--- Records supplied ---
BEGIN
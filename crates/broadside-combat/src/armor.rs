//! Layered armor resistance.
//!
//! Damage passes through the armor layers outer to inner; each layer sees
//! only what penetrated the previous one. A layer's pass-through multiplier
//! combines its per-type resistance table, the event's piercing quality,
//! the angle of incidence, and the layer's remaining effectiveness and
//! integrity. A global per-damage-type effectiveness table sits on top:
//! armor never blocks EMP, and is disproportionately effective against
//! explosive and collision damage.

use std::collections::BTreeMap;

use broadside_core::config::ShipClassConfig;
use broadside_core::constants::*;
use broadside_core::enums::{ArmorLayerKind, DamageType, PenetrationMode};
use broadside_core::types::{ArmorResolution, DamageEvent, LayerHit};

/// Global armor effectiveness per damage type. Values above 1.0 are
/// intentional: plating over-performs against blast and blunt impact.
pub fn global_effectiveness(damage_type: DamageType) -> f64 {
    match damage_type {
        DamageType::Emp => ARMOR_EFFECTIVENESS_EMP,
        DamageType::Ion => ARMOR_EFFECTIVENESS_ION,
        DamageType::Explosive => ARMOR_EFFECTIVENESS_EXPLOSIVE,
        DamageType::Collision => ARMOR_EFFECTIVENESS_COLLISION,
        _ => 1.0,
    }
}

fn lerp(a: f64, b: f64, t: f64) -> f64 {
    a + (b - a) * t
}

/// One armor layer. Never destroyed outright; combat drives integrity
/// toward zero, at which point the layer behaves as if absent.
#[derive(Debug, Clone)]
pub struct ArmorLayer {
    pub kind: ArmorLayerKind,
    /// Pass-through multiplier per damage type (1.0 = no resistance).
    pub resistance: BTreeMap<DamageType, f64>,
    /// Design effectiveness in [0, 1].
    pub effectiveness: f64,
    /// Remaining integrity in [0, 1]. Degraded by combat, restored by repair.
    pub integrity: f64,
}

impl ArmorLayer {
    pub fn new(kind: ArmorLayerKind, resistance: BTreeMap<DamageType, f64>) -> Self {
        Self {
            kind,
            resistance,
            effectiveness: 1.0,
            integrity: 1.0,
        }
    }

    /// Fraction of incoming damage this layer absorbs for the given event,
    /// in [0, 1].
    fn absorbed_fraction(&self, event: &DamageEvent, angle_modeling: bool) -> f64 {
        let mut multiplier = self
            .resistance
            .get(&event.damage_type)
            .copied()
            .unwrap_or(1.0)
            .clamp(0.0, 1.0);

        // Piercing moves effective resistance toward "no resistance".
        let piercing = event.armor_piercing.clamp(0.0, 1.0);
        if piercing > 0.0 {
            multiplier = lerp(multiplier, 1.0, piercing);
        }

        // Grazing hits are resisted more; the factor never drops below 0.1.
        if angle_modeling {
            let angle_factor = event.impact_angle_deg.to_radians().cos().max(ANGLE_FACTOR_MIN);
            multiplier *= angle_factor;
        }

        // A degraded layer fades toward full pass-through.
        let strength = (self.effectiveness * self.integrity).clamp(0.0, 1.0);
        multiplier = lerp(1.0, multiplier, strength);

        ((1.0 - multiplier) * global_effectiveness(event.damage_type)).clamp(0.0, 1.0)
    }
}

/// Resolves damage through the ordered layer stack.
#[derive(Debug, Clone)]
pub struct ArmorResistanceCalculator {
    layers: Vec<ArmorLayer>,
    /// Whether angle-of-incidence modeling is applied.
    pub angle_modeling: bool,
}

impl ArmorResistanceCalculator {
    /// Build from an explicit layer list (tests, exotic classes).
    pub fn new(layers: Vec<ArmorLayer>) -> Self {
        Self {
            layers,
            angle_modeling: true,
        }
    }

    /// Build the standard four-layer stack from a ship class config.
    /// Layers missing from the config get an empty table (no resistance).
    pub fn from_config(config: &ShipClassConfig) -> Self {
        let layers = ArmorLayerKind::ORDERED
            .iter()
            .map(|kind| match config.armor_layers.get(kind) {
                Some(cfg) => ArmorLayer {
                    kind: *kind,
                    resistance: cfg.resistance.clone(),
                    effectiveness: cfg.effectiveness.clamp(0.0, 1.0),
                    integrity: 1.0,
                },
                None => ArmorLayer::new(*kind, BTreeMap::new()),
            })
            .collect();
        Self::new(layers)
    }

    /// Resolve damage against the stack, outer to inner.
    pub fn resolve(&self, damage: f64, event: &DamageEvent) -> ArmorResolution {
        let damage = if damage.is_finite() { damage.max(0.0) } else { 0.0 };
        let mut remaining = damage;
        let mut absorbed_total = 0.0;
        let mut affected = Vec::new();

        for layer in &self.layers {
            if remaining <= 0.0 {
                break;
            }
            let absorbed = remaining * layer.absorbed_fraction(event, self.angle_modeling);
            if absorbed > 0.0 {
                affected.push(LayerHit {
                    layer: layer.kind,
                    absorbed,
                });
                absorbed_total += absorbed;
                remaining -= absorbed;
            }
        }

        ArmorResolution {
            final_damage: remaining,
            damage_absorbed: absorbed_total,
            penetration_mode: classify_penetration(damage, absorbed_total),
            affected_layers: affected,
        }
    }

    /// Degrade a layer's integrity (clamped at zero).
    pub fn degrade(&mut self, kind: ArmorLayerKind, amount: f64) {
        if let Some(layer) = self.layers.iter_mut().find(|l| l.kind == kind) {
            layer.integrity = (layer.integrity - amount.max(0.0)).clamp(0.0, 1.0);
        }
    }

    /// Restore a layer's integrity (clamped at one).
    pub fn repair_layer(&mut self, kind: ArmorLayerKind, amount: f64) {
        if let Some(layer) = self.layers.iter_mut().find(|l| l.kind == kind) {
            layer.integrity = (layer.integrity + amount.max(0.0)).clamp(0.0, 1.0);
        }
    }

    pub fn layer(&self, kind: ArmorLayerKind) -> Option<&ArmorLayer> {
        self.layers.iter().find(|l| l.kind == kind)
    }
}

/// Classify how much of the input the stack absorbed.
fn classify_penetration(input: f64, absorbed: f64) -> PenetrationMode {
    if input <= 0.0 || absorbed <= 0.0 {
        return PenetrationMode::None;
    }
    let fraction = absorbed / input;
    if fraction > PENETRATION_PARTIAL_ABSORB {
        PenetrationMode::Partial
    } else if fraction >= PENETRATION_OVERPEN_ABSORB {
        PenetrationMode::Full
    } else {
        PenetrationMode::Overpenetration
    }
}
END
--- What needs to be done ---
Say how many lines of the entries hold the string "ShipClassConfig". Nothing but the number should be given.

--- Response area ---
2